- [Exercise aim] What is the number of lines in the entries that contain the word "TreePosition"? Reply with that number only.

Top of Task material

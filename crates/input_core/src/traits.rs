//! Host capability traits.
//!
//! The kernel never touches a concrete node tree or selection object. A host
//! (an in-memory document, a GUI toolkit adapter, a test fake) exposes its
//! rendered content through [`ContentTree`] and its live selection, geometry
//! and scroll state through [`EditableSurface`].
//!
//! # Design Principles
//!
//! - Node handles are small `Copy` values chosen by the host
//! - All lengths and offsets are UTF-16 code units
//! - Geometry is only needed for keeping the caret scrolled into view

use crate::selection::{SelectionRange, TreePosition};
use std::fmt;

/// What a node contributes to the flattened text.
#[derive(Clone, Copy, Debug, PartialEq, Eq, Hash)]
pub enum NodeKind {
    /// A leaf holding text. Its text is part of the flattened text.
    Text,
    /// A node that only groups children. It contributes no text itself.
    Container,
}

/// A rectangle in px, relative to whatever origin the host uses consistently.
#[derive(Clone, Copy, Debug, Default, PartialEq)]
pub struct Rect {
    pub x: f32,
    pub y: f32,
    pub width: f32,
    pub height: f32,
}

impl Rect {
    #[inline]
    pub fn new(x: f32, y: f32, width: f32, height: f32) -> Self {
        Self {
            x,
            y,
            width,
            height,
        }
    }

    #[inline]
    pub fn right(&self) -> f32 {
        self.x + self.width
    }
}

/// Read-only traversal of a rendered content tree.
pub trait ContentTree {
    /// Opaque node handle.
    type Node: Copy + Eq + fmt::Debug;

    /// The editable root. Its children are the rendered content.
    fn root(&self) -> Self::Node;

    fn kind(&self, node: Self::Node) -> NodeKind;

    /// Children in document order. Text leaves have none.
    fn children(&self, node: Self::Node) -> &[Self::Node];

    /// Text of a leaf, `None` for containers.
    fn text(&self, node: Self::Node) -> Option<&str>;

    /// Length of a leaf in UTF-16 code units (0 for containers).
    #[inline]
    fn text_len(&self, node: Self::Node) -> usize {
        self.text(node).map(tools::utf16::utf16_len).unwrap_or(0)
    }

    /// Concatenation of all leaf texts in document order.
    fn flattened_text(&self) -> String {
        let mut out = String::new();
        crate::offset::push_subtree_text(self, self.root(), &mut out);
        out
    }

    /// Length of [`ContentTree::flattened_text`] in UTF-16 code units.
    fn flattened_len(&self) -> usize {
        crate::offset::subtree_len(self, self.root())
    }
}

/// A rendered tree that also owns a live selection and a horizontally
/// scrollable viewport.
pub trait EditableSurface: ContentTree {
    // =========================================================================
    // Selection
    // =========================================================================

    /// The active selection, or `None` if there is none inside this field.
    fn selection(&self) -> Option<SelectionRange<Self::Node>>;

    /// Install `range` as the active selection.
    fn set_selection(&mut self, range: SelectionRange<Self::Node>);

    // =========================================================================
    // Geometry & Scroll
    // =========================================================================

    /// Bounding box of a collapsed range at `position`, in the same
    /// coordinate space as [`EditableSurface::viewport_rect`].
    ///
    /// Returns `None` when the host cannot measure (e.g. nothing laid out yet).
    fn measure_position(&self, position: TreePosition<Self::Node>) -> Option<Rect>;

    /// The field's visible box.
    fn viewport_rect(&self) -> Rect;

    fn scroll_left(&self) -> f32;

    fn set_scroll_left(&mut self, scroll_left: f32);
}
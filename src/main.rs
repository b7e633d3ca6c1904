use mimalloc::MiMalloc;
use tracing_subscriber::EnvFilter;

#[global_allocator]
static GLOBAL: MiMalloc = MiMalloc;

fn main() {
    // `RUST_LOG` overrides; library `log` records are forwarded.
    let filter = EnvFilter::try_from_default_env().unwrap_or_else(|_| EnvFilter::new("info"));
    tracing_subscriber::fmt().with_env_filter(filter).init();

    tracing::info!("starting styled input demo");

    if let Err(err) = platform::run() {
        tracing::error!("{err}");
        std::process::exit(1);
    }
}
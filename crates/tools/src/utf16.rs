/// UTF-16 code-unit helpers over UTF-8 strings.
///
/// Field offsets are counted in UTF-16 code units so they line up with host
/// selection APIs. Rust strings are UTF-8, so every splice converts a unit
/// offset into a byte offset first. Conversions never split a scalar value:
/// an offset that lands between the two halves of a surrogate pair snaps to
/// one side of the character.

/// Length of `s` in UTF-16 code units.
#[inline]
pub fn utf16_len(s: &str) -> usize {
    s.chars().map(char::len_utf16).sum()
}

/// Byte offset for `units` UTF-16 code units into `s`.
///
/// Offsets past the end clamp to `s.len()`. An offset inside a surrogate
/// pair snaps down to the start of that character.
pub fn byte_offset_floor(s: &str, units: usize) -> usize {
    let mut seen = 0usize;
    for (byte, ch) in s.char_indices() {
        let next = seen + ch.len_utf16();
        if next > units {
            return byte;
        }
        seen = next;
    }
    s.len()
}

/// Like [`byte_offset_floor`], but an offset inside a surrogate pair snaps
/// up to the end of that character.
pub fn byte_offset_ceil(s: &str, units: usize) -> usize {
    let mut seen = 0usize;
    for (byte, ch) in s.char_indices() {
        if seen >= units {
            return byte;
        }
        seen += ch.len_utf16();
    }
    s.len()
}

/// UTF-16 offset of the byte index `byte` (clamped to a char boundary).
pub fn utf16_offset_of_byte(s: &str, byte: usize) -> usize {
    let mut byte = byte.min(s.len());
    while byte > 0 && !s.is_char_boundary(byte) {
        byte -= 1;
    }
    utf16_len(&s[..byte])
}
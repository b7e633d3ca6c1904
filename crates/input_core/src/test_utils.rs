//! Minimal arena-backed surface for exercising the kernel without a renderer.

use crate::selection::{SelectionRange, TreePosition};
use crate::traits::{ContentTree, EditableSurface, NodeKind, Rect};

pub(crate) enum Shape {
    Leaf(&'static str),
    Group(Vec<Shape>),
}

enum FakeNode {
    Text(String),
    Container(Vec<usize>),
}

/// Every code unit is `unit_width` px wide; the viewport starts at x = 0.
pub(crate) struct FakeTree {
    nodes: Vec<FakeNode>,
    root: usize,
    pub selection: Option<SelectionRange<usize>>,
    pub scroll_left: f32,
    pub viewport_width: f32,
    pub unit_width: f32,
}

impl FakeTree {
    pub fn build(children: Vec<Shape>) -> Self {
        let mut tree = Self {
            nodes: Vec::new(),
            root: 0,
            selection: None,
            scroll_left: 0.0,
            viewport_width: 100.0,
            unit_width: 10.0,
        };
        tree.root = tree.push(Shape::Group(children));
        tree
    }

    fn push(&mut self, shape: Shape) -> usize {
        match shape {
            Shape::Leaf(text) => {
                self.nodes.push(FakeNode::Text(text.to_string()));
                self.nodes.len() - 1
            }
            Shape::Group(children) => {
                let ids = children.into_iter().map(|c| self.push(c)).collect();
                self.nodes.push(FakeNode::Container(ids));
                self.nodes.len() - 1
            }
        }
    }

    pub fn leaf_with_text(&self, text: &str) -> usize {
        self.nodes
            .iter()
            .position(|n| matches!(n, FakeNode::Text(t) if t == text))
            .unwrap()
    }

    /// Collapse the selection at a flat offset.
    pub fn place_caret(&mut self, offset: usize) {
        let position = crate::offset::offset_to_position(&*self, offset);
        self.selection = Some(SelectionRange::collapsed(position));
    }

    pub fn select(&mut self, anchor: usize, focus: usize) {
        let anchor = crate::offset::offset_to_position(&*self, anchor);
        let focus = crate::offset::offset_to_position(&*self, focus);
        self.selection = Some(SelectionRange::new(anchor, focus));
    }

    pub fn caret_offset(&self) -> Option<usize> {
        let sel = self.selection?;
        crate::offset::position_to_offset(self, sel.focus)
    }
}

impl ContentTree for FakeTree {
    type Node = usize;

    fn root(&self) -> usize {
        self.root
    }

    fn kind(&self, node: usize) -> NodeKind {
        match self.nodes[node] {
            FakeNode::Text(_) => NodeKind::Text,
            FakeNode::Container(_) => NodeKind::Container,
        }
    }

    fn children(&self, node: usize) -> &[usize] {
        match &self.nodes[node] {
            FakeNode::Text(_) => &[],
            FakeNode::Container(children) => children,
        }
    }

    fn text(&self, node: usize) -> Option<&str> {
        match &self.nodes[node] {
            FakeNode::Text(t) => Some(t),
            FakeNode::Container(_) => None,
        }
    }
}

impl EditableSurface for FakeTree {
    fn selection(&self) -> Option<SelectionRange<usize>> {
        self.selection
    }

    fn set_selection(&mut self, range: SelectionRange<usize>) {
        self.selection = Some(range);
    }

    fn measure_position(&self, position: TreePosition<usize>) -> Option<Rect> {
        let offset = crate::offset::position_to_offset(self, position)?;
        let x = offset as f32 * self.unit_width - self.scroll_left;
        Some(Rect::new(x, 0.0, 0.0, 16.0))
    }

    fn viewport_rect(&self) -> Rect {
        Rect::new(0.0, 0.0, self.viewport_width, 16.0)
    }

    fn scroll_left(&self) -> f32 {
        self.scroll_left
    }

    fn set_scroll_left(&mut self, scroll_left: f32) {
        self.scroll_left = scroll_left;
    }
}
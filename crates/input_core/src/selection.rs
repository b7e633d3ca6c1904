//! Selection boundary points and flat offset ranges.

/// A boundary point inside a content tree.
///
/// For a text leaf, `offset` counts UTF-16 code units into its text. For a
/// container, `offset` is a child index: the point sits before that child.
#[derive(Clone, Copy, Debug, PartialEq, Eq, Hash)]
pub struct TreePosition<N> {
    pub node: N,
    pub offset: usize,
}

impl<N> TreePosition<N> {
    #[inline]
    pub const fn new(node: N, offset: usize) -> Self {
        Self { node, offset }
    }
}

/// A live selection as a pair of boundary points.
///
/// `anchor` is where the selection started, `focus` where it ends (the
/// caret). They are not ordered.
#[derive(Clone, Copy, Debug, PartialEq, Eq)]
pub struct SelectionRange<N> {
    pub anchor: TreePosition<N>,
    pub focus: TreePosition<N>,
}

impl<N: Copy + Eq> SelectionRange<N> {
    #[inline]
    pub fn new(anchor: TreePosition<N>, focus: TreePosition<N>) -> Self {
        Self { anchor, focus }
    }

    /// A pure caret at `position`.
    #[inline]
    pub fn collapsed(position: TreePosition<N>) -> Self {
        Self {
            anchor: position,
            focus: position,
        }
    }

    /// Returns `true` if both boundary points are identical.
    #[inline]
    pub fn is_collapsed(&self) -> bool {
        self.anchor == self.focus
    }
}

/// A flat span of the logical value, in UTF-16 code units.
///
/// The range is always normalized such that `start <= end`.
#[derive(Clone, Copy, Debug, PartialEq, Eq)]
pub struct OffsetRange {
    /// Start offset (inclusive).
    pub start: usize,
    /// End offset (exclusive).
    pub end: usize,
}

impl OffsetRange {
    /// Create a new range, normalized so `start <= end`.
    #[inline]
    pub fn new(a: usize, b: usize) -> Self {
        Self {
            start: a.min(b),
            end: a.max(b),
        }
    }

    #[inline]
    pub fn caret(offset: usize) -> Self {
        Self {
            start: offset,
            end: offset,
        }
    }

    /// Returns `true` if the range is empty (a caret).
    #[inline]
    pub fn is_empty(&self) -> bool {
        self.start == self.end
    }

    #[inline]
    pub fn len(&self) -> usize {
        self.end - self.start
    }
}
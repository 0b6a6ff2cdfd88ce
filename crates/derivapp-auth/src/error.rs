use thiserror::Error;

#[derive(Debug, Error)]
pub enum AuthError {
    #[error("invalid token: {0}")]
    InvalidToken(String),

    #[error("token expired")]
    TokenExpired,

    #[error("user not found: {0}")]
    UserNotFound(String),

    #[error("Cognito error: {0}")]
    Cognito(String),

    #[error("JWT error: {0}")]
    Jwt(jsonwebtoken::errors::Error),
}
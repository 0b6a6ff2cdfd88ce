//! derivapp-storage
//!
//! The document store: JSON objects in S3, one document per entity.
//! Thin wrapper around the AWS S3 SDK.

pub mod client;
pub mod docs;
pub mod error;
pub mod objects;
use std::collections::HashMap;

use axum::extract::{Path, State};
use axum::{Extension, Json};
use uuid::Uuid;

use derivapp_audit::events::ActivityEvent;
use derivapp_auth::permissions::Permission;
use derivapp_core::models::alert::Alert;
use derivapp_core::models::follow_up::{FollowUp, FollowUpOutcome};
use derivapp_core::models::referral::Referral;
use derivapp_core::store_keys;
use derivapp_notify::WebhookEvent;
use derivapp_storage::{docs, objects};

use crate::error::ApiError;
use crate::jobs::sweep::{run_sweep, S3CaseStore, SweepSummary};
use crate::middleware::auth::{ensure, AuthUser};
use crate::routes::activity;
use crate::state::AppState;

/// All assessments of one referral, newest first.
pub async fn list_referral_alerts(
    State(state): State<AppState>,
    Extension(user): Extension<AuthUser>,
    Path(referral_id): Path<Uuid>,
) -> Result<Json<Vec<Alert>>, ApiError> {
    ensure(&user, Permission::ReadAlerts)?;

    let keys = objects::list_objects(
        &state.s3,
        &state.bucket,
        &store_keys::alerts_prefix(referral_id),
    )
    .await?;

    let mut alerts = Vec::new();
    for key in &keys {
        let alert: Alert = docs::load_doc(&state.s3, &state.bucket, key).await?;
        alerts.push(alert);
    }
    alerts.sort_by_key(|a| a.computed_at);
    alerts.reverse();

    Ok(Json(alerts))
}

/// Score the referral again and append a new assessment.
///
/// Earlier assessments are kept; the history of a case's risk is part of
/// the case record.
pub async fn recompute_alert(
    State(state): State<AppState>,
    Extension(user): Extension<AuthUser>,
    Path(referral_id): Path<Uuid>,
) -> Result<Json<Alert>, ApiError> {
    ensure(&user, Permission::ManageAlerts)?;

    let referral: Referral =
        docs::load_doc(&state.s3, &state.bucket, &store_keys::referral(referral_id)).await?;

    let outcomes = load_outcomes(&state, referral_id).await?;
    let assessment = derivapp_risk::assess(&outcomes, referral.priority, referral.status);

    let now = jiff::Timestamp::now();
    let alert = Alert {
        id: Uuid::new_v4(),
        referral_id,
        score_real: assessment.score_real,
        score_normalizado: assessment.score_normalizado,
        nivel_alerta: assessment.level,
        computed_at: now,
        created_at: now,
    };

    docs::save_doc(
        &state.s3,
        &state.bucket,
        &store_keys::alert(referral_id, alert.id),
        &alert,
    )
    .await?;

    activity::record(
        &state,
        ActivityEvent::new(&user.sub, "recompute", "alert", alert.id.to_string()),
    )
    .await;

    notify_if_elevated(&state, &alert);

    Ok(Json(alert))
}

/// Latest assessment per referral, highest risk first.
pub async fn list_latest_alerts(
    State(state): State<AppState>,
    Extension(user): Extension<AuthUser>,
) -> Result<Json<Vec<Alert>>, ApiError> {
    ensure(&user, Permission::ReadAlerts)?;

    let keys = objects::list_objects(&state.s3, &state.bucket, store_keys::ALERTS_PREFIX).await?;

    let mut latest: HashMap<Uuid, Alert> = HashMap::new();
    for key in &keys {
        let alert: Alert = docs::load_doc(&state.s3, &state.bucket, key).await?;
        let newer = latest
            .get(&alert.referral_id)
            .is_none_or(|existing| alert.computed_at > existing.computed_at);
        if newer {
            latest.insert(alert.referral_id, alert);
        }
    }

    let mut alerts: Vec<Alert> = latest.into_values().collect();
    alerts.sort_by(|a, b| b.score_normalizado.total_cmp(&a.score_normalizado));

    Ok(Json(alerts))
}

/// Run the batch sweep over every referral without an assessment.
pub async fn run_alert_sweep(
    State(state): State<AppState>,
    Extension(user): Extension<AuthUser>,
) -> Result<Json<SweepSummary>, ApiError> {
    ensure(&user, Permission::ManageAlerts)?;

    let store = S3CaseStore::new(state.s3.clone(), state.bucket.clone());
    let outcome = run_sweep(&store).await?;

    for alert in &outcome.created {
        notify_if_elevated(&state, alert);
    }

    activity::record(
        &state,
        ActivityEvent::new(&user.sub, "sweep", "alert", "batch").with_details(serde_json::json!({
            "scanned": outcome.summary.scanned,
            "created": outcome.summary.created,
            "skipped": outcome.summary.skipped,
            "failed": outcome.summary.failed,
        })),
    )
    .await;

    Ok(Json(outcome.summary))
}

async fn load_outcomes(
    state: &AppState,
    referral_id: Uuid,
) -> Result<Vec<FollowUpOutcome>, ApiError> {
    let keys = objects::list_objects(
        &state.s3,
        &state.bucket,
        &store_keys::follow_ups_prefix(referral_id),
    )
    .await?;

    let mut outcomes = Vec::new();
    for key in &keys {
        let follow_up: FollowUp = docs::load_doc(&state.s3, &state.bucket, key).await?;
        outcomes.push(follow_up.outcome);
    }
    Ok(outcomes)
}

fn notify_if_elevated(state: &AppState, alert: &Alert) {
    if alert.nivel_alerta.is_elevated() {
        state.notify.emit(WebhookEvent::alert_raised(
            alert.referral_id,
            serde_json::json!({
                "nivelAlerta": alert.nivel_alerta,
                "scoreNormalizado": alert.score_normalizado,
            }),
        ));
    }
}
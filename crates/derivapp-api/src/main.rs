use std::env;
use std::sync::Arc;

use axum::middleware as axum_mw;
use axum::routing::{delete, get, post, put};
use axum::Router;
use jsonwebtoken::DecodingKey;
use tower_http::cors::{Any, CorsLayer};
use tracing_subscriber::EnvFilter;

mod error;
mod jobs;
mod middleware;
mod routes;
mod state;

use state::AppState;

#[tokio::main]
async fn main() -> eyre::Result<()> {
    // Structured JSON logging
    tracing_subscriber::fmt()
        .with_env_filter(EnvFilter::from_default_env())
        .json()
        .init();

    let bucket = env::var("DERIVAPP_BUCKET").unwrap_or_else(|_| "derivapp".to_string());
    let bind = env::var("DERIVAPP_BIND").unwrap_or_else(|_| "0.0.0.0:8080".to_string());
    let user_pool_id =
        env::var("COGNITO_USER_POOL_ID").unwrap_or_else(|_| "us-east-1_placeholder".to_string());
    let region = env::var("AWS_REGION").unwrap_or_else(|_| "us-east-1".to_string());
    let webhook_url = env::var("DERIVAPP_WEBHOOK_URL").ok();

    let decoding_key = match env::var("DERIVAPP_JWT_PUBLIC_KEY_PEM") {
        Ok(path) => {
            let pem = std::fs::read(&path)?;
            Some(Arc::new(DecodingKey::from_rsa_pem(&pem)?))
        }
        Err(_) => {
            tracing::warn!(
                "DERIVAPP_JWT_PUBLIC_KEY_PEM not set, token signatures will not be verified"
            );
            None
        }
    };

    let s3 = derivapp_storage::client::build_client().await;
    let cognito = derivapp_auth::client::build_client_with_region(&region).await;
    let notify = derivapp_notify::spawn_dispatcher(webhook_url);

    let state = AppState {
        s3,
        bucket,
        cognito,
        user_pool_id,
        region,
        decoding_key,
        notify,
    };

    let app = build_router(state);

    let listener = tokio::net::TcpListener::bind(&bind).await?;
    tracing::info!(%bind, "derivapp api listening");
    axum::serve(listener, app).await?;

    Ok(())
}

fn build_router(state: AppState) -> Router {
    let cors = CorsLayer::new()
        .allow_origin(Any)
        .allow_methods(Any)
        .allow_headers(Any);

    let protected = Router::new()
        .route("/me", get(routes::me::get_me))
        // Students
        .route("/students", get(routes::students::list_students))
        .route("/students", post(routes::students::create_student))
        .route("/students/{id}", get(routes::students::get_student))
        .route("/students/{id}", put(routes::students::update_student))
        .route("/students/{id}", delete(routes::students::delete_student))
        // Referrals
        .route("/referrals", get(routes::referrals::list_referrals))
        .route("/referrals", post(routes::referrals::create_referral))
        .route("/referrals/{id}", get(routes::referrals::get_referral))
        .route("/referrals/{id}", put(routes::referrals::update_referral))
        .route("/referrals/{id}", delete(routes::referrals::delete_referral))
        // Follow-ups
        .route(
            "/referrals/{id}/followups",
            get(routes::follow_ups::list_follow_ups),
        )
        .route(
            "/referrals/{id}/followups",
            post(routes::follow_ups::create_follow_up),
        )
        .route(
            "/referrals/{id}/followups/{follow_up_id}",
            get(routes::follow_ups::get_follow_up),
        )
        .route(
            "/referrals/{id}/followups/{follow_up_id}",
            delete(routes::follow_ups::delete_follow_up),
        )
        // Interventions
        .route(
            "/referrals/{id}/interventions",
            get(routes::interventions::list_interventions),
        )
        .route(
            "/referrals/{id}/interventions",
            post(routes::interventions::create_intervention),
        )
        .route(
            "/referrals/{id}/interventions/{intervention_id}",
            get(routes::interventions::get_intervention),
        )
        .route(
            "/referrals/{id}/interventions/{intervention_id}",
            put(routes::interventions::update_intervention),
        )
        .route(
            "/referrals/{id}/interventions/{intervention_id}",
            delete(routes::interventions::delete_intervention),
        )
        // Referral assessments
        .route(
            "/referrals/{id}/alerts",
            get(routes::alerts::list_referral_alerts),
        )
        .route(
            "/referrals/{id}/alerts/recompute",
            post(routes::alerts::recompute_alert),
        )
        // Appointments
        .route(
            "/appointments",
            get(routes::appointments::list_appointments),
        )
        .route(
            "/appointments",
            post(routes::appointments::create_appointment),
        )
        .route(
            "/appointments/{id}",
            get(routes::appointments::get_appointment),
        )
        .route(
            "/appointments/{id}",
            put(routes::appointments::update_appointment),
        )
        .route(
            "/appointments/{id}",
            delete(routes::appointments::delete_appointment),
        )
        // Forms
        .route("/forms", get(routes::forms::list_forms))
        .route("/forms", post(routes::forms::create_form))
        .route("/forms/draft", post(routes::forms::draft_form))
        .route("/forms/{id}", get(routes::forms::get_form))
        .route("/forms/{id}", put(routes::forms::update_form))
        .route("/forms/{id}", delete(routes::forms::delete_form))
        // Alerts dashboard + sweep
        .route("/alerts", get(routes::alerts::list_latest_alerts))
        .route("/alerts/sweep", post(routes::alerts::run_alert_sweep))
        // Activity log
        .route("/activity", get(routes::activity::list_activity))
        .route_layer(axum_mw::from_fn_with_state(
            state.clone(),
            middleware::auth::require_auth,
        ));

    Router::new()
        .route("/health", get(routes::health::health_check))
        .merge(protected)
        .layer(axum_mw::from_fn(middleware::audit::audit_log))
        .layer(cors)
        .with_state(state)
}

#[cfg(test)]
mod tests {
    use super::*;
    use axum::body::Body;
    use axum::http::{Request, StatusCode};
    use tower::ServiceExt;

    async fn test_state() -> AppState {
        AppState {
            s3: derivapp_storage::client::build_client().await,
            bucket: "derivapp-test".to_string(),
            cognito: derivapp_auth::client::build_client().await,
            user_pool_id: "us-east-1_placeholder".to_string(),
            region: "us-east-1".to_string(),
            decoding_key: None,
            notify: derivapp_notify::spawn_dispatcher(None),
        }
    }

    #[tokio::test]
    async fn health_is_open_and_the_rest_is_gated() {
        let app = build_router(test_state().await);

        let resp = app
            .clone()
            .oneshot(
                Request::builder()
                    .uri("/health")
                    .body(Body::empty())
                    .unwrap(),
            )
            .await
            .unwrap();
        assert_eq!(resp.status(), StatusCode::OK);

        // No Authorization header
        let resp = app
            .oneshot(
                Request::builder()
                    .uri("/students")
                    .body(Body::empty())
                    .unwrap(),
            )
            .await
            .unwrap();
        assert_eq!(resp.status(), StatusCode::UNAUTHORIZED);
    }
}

Bottom of Task material

- [Task answer] 10